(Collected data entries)
○ ○ ○ ○ ○

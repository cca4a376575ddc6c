// sanifix-core/src/rule_set.rs
//! An ordered collection of rules plus the policy for applying them.
//!
//! Order matters: within one pass every rule sees the output of the rules
//! before it.
//!
//! License: MIT OR APACHE 2.0

use std::collections::HashSet;

use serde::{Deserialize, Serialize};

use crate::errors::{SanifixError, StepBudgetExceeded};
use crate::rule::{Rule, StepBudget};

/// Pass limit used when a rule set does not configure one.
pub const DEFAULT_MAX_ITERATIONS: usize = 32;

/// How many times a rule set is applied to its input.
#[derive(Debug, Clone, Copy, PartialEq, Eq, Hash, Default, Serialize, Deserialize)]
#[serde(rename_all = "snake_case")]
pub enum Mode {
    /// Apply every rule exactly once, in order, and stop.
    SinglePass,
    /// Repeat passes until no rule matches.
    #[default]
    Fixpoint,
}

#[derive(Debug, Clone)]
pub struct RuleSet {
    name: String,
    rules: Vec<Rule>,
    mode: Mode,
    max_iterations: usize,
}

impl RuleSet {
    /// Builds a rule set in [`Mode::Fixpoint`] with [`DEFAULT_MAX_ITERATIONS`].
    ///
    /// Rule names must be unique within the set; reports and traces refer to
    /// rules by name.
    pub fn new(name: impl Into<String>, rules: Vec<Rule>) -> Result<Self, SanifixError> {
        let name = name.into();
        if rules.is_empty() {
            return Err(SanifixError::EmptyRuleSet(name));
        }
        let duplicate = {
            let mut seen = HashSet::new();
            rules.iter().find(|r| !seen.insert(r.name())).map(|r| r.name().to_string())
        };
        if let Some(rule_name) = duplicate {
            return Err(SanifixError::DuplicateRuleName(name, rule_name));
        }
        Ok(Self {
            name,
            rules,
            mode: Mode::Fixpoint,
            max_iterations: DEFAULT_MAX_ITERATIONS,
        })
    }

    pub fn with_mode(mut self, mode: Mode) -> Self {
        self.mode = mode;
        self
    }

    pub fn with_max_iterations(mut self, max_iterations: usize) -> Result<Self, SanifixError> {
        if max_iterations < 1 {
            return Err(SanifixError::InvalidIterationLimit(self.name, max_iterations));
        }
        self.max_iterations = max_iterations;
        Ok(self)
    }

    /// Replaces the step budget of every rule in the set.
    pub fn with_step_budget(mut self, budget: StepBudget) -> Self {
        self.rules = self.rules.into_iter().map(|r| r.with_budget(budget)).collect();
        self
    }

    pub fn name(&self) -> &str {
        &self.name
    }

    pub fn rules(&self) -> &[Rule] {
        &self.rules
    }

    pub fn mode(&self) -> Mode {
        self.mode
    }

    pub fn max_iterations(&self) -> usize {
        self.max_iterations
    }

    /// Runs every rule once, in order, feeding each rule's output to the next.
    ///
    /// Returns the final text and the sum of all rules' match counts.
    pub fn apply_once(&self, text: &str) -> Result<(String, usize), StepBudgetExceeded> {
        let mut current = text.to_string();
        let mut total_matches = 0usize;
        for rule in &self.rules {
            let applied = rule.apply(&current)?;
            total_matches += applied.match_count;
            current = applied.text;
        }
        Ok((current, total_matches))
    }
}
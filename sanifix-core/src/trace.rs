// sanifix-core/src/trace.rs
//! Rewrite trace records and log-safe text helpers.
//!
//! Every pass produces a [`PassTrace`] with one [`RuleStep`] per rule. Texts are
//! identified by SHA-256 digests so traces can be kept and compared without
//! holding on to (possibly hostile) input.

use lazy_static::lazy_static;
use log::debug;
use serde::{Deserialize, Serialize};
use sha2::{Digest, Sha256};

lazy_static! {
    /// Whether raw text may appear in debug logs. Initialized once.
    static ref TEXT_DEBUG_ALLOWED: bool = {
        std::env::var("SANIFIX_ALLOW_DEBUG_TEXT")
            .map(|s| s.eq_ignore_ascii_case("true"))
            .unwrap_or(false)
    };
}

/// Hex-encoded SHA-256 of `text`.
pub fn text_digest(text: &str) -> String {
    hex::encode(Sha256::digest(text.as_bytes()))
}

/// A placeholder describing `text` without revealing it.
pub fn redact_text(text: &str) -> String {
    format!("[TEXT: {} chars]", text.chars().count())
}

pub(crate) fn loggable_text(text: &str) -> String {
    if *TEXT_DEBUG_ALLOWED {
        text.to_string()
    } else {
        redact_text(text)
    }
}

/// One rule's contribution to a pass.
#[derive(Debug, Clone, PartialEq, Eq, Serialize, Deserialize)]
pub struct RuleStep {
    pub rule_index: usize,
    pub rule_name: String,
    pub match_count: usize,
    pub text_before_hash: String,
    pub text_after_hash: String,
}

/// A full pass over the rule set.
#[derive(Debug, Clone, PartialEq, Eq, Serialize, Deserialize)]
pub struct PassTrace {
    /// 1-based index of the pass within its run.
    pub pass: usize,
    pub steps: Vec<RuleStep>,
    pub total_matches: usize,
    pub text_before_hash: String,
    pub text_after_hash: String,
}

impl PassTrace {
    /// True when the pass left the text byte-for-byte unchanged.
    pub fn is_identity(&self) -> bool {
        self.text_before_hash == self.text_after_hash
    }
}

pub(crate) fn log_rule_step_debug(step: &RuleStep, before: &str, after: &str) {
    if step.match_count == 0 {
        return;
    }
    debug!(
        "Rule #{} '{}' matched {} time(s): '{}' -> '{}'",
        step.rule_index,
        step.rule_name,
        step.match_count,
        loggable_text(before),
        loggable_text(after)
    );
}
// sanifix-core/src/rule.rs
//! A single compiled rewrite rule.
//!
//! A [`Rule`] is an immutable pattern, a literal replacement, and the matching
//! flags it was built with. Applying it is pure: the same text always yields
//! the same output and match count. Matching is leftmost-first and
//! non-overlapping, the usual global-substitution semantics.
//!
//! Rules are built by [`crate::sanitizers::compiler`], which performs every
//! structural check up front, so [`Rule::apply`] can only fail because a
//! [`StepBudget`] ran out.
//!
//! License: MIT OR APACHE 2.0

use std::time::{Duration, Instant};

use regex::Regex;
use serde::{Deserialize, Serialize};

use crate::errors::{BudgetKind, StepBudgetExceeded};

/// How a rule's `pattern` text is interpreted.
#[derive(Debug, Clone, Copy, PartialEq, Eq, Hash, Default, Serialize, Deserialize)]
#[serde(rename_all = "snake_case")]
pub enum PatternKind {
    /// Matched verbatim.
    Literal,
    /// `*` matches any run of characters, `?` a single character, `\` escapes.
    Wildcard,
    /// Full `regex` crate syntax.
    #[default]
    Regex,
}

/// Matching flags carried by a rule.
#[derive(Debug, Clone, Copy, PartialEq, Eq, Hash, Serialize, Deserialize)]
pub struct RuleFlags {
    pub case_insensitive: bool,
    pub multiline: bool,
    pub dot_matches_new_line: bool,
    /// Swaps the greediness of every quantifier.
    pub lazy: bool,
    /// When false only the leftmost match is rewritten.
    pub global: bool,
}

impl Default for RuleFlags {
    fn default() -> Self {
        Self {
            case_insensitive: false,
            multiline: false,
            dot_matches_new_line: false,
            lazy: false,
            global: true,
        }
    }
}

/// Work allowance for one application of one rule.
///
/// Both limits are checked after every match inside [`Rule::apply`], and the
/// time limit once more when the scan ends, so a slow scan that finds nothing
/// still reports its overrun.
#[derive(Debug, Clone, Copy, PartialEq, Eq, Default)]
pub struct StepBudget {
    pub max_matches: Option<usize>,
    pub max_duration: Option<Duration>,
}

impl StepBudget {
    pub fn unlimited() -> Self {
        Self::default()
    }

    fn check(
        &self,
        rule: &str,
        matches: usize,
        started: Instant,
    ) -> Result<(), StepBudgetExceeded> {
        if let Some(max) = self.max_matches {
            if matches > max {
                return Err(StepBudgetExceeded {
                    rule: rule.to_string(),
                    kind: BudgetKind::RuleMatches,
                    matches,
                });
            }
        }
        if let Some(limit) = self.max_duration {
            if started.elapsed() > limit {
                return Err(StepBudgetExceeded {
                    rule: rule.to_string(),
                    kind: BudgetKind::RuleTime,
                    matches,
                });
            }
        }
        Ok(())
    }
}

/// The outcome of applying one rule once.
#[derive(Debug, Clone, PartialEq, Eq)]
pub struct Application {
    pub text: String,
    pub match_count: usize,
}

/// A compiled, immutable rewrite rule.
#[derive(Debug, Clone)]
pub struct Rule {
    pub(crate) name: String,
    pub(crate) kind: PatternKind,
    pub(crate) pattern: String,
    pub(crate) regex: Regex,
    pub(crate) replacement: String,
    pub(crate) flags: RuleFlags,
    pub(crate) budget: StepBudget,
}

impl Rule {
    pub fn name(&self) -> &str {
        &self.name
    }

    pub fn kind(&self) -> PatternKind {
        self.kind
    }

    /// The pattern text as configured, before translation to a regex.
    pub fn pattern(&self) -> &str {
        &self.pattern
    }

    /// The compiled regex source (for literal and wildcard rules, the translation).
    pub fn regex_source(&self) -> &str {
        self.regex.as_str()
    }

    pub fn replacement(&self) -> &str {
        &self.replacement
    }

    pub fn flags(&self) -> RuleFlags {
        self.flags
    }

    pub fn budget(&self) -> StepBudget {
        self.budget
    }

    /// Returns a copy of this rule with a different step budget.
    pub fn with_budget(mut self, budget: StepBudget) -> Self {
        self.budget = budget;
        self
    }

    /// Rewrites every non-empty match in `text` (only the first when the rule is
    /// not global) with the literal replacement.
    ///
    /// A `match_count` of zero means `text` came back unchanged.
    pub fn apply(&self, text: &str) -> Result<Application, StepBudgetExceeded> {
        let started = Instant::now();
        let mut output = String::with_capacity(text.len());
        let mut last_end = 0usize;
        let mut match_count = 0usize;

        for m in self.regex.find_iter(text) {
            if m.start() == m.end() {
                continue;
            }
            match_count += 1;
            self.budget.check(&self.name, match_count, started)?;
            output.push_str(&text[last_end..m.start()]);
            output.push_str(&self.replacement);
            last_end = m.end();
            if !self.flags.global {
                break;
            }
        }
        self.budget.check(&self.name, match_count, started)?;

        if match_count == 0 {
            return Ok(Application {
                text: text.to_string(),
                match_count,
            });
        }
        output.push_str(&text[last_end..]);
        Ok(Application {
            text: output,
            match_count,
        })
    }

    /// Counts the non-empty matches in `text` without rewriting anything.
    pub fn count_matches(&self, text: &str) -> usize {
        self.regex
            .find_iter(text)
            .filter(|m| m.start() != m.end())
            .count()
    }

    pub fn is_match(&self, text: &str) -> bool {
        self.count_matches(text) > 0
    }
}

#[cfg(test)]
mod tests {
    use super::*;
    use crate::sanitizers::compiler::compile_rule;
    use crate::config::RuleConfig;

    fn regex_rule(name: &str, pattern: &str, replace_with: &str) -> Rule {
        let config = RuleConfig {
            name: name.to_string(),
            pattern: pattern.to_string(),
            replace_with: replace_with.to_string(),
            ..Default::default()
        };
        compile_rule(&config, StepBudget::unlimited()).unwrap()
    }

    #[test]
    fn test_apply_deletes_all_matches() {
        let rule = regex_rule("script", "</?script>", "");
        let applied = rule.apply("<scr<script>ipt>alert(1)</script>").unwrap();
        assert_eq!(applied.text, "<script>alert(1)");
        assert_eq!(applied.match_count, 2);
    }

    #[test]
    fn test_apply_without_match_is_identity() {
        let rule = regex_rule("dots", r"\.\.", "");
        let applied = rule.apply("plain/path").unwrap();
        assert_eq!(applied.text, "plain/path");
        assert_eq!(applied.match_count, 0);
    }

    #[test]
    fn test_apply_is_leftmost_and_non_overlapping() {
        let rule = regex_rule("dots", r"\.\.", "");
        let applied = rule.apply(".....").unwrap();
        assert_eq!(applied.text, ".");
        assert_eq!(applied.match_count, 2);
    }

    #[test]
    fn test_replacement_is_literal() {
        let rule = regex_rule("wrap", "(a)", "$1-");
        let applied = rule.apply("ba").unwrap();
        assert_eq!(applied.text, "b$1-");
    }

    #[test]
    fn test_non_global_rewrites_first_match_only() {
        let config = RuleConfig {
            name: "first".to_string(),
            pattern: "x".to_string(),
            replace_with: "y".to_string(),
            global: false,
            ..Default::default()
        };
        let rule = compile_rule(&config, StepBudget::unlimited()).unwrap();
        let applied = rule.apply("xxx").unwrap();
        assert_eq!(applied.text, "yxx");
        assert_eq!(applied.match_count, 1);
        assert_eq!(rule.count_matches("xxx"), 3);
    }

    #[test]
    fn test_match_budget_is_checked_inside_apply() {
        let rule = regex_rule("a", "a", "").with_budget(StepBudget {
            max_matches: Some(3),
            max_duration: None,
        });
        assert!(rule.apply("aaa").is_ok());
        let err = rule.apply("aaaa").unwrap_err();
        assert_eq!(err.kind, BudgetKind::RuleMatches);
        assert_eq!(err.rule, "a");
        assert_eq!(err.matches, 4);
    }

    #[test]
    fn test_zero_duration_budget_trips_on_first_match() {
        let rule = regex_rule("a", "a", "").with_budget(StepBudget {
            max_matches: None,
            max_duration: Some(Duration::ZERO),
        });
        let err = rule.apply(&"a".repeat(10_000)).unwrap_err();
        assert_eq!(err.kind, BudgetKind::RuleTime);
        assert_eq!(err.matches, 1);
    }

    #[test]
    fn test_time_budget_applies_to_scan_without_matches() {
        let rule = regex_rule("slow", r"(\w+\s+){3,}zzz\d{5}", "").with_budget(StepBudget {
            max_matches: None,
            max_duration: Some(Duration::ZERO),
        });
        let err = rule.apply(&"héllo wörld ".repeat(10_000)).unwrap_err();
        assert_eq!(err.kind, BudgetKind::RuleTime);
        assert_eq!(err.matches, 0);

        let unbounded = regex_rule("slow", r"(\w+\s+){3,}zzz\d{5}", "");
        assert!(unbounded.apply(&"héllo wörld ".repeat(10_000)).is_ok());
    }
}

○ ○ ○ ○ ○

▸ **Exercise objective**:
Out of the entries above, write out only the lines between the line holding "pub fn apply_once(&self, text: &str)" and the line holding "pub struct PassTrace", inclusive, each exactly as given.

▸ **Task answer**:
    pub fn apply_once(&self, text: &str) -> Result<(String, usize), StepBudgetExceeded> {
        let mut current = text.to_string();
        let mut total_matches = 0usize;
        for rule in &self.rules {
            let applied = rule.apply(&current)?;
            total_matches += applied.match_count;
            current = applied.text;
        }
        Ok((current, total_matches))
    }
}
filename sanifix-core/src/trace.rs
// sanifix-core/src/trace.rs
//! Rewrite trace records and log-safe text helpers.
//!
//! Every pass produces a [`PassTrace`] with one [`RuleStep`] per rule. Texts are
//! identified by SHA-256 digests so traces can be kept and compared without
//! holding on to (possibly hostile) input.

use lazy_static::lazy_static;
use log::debug;
use serde::{Deserialize, Serialize};
use sha2::{Digest, Sha256};

lazy_static! {
    /// Whether raw text may appear in debug logs. Initialized once.
    static ref TEXT_DEBUG_ALLOWED: bool = {
        std::env::var("SANIFIX_ALLOW_DEBUG_TEXT")
            .map(|s| s.eq_ignore_ascii_case("true"))
            .unwrap_or(false)
    };
}

/// Hex-encoded SHA-256 of `text`.
pub fn text_digest(text: &str) -> String {
    hex::encode(Sha256::digest(text.as_bytes()))
}

/// A placeholder describing `text` without revealing it.
pub fn redact_text(text: &str) -> String {
    format!("[TEXT: {} chars]", text.chars().count())
}

pub(crate) fn loggable_text(text: &str) -> String {
    if *TEXT_DEBUG_ALLOWED {
        text.to_string()
    } else {
        redact_text(text)
    }
}

/// One rule's contribution to a pass.
#[derive(Debug, Clone, PartialEq, Eq, Serialize, Deserialize)]
pub struct RuleStep {
    pub rule_index: usize,
    pub rule_name: String,
    pub match_count: usize,
    pub text_before_hash: String,
    pub text_after_hash: String,
}

/// A full pass over the rule set.
#[derive(Debug, Clone, PartialEq, Eq, Serialize, Deserialize)]
pub struct PassTrace {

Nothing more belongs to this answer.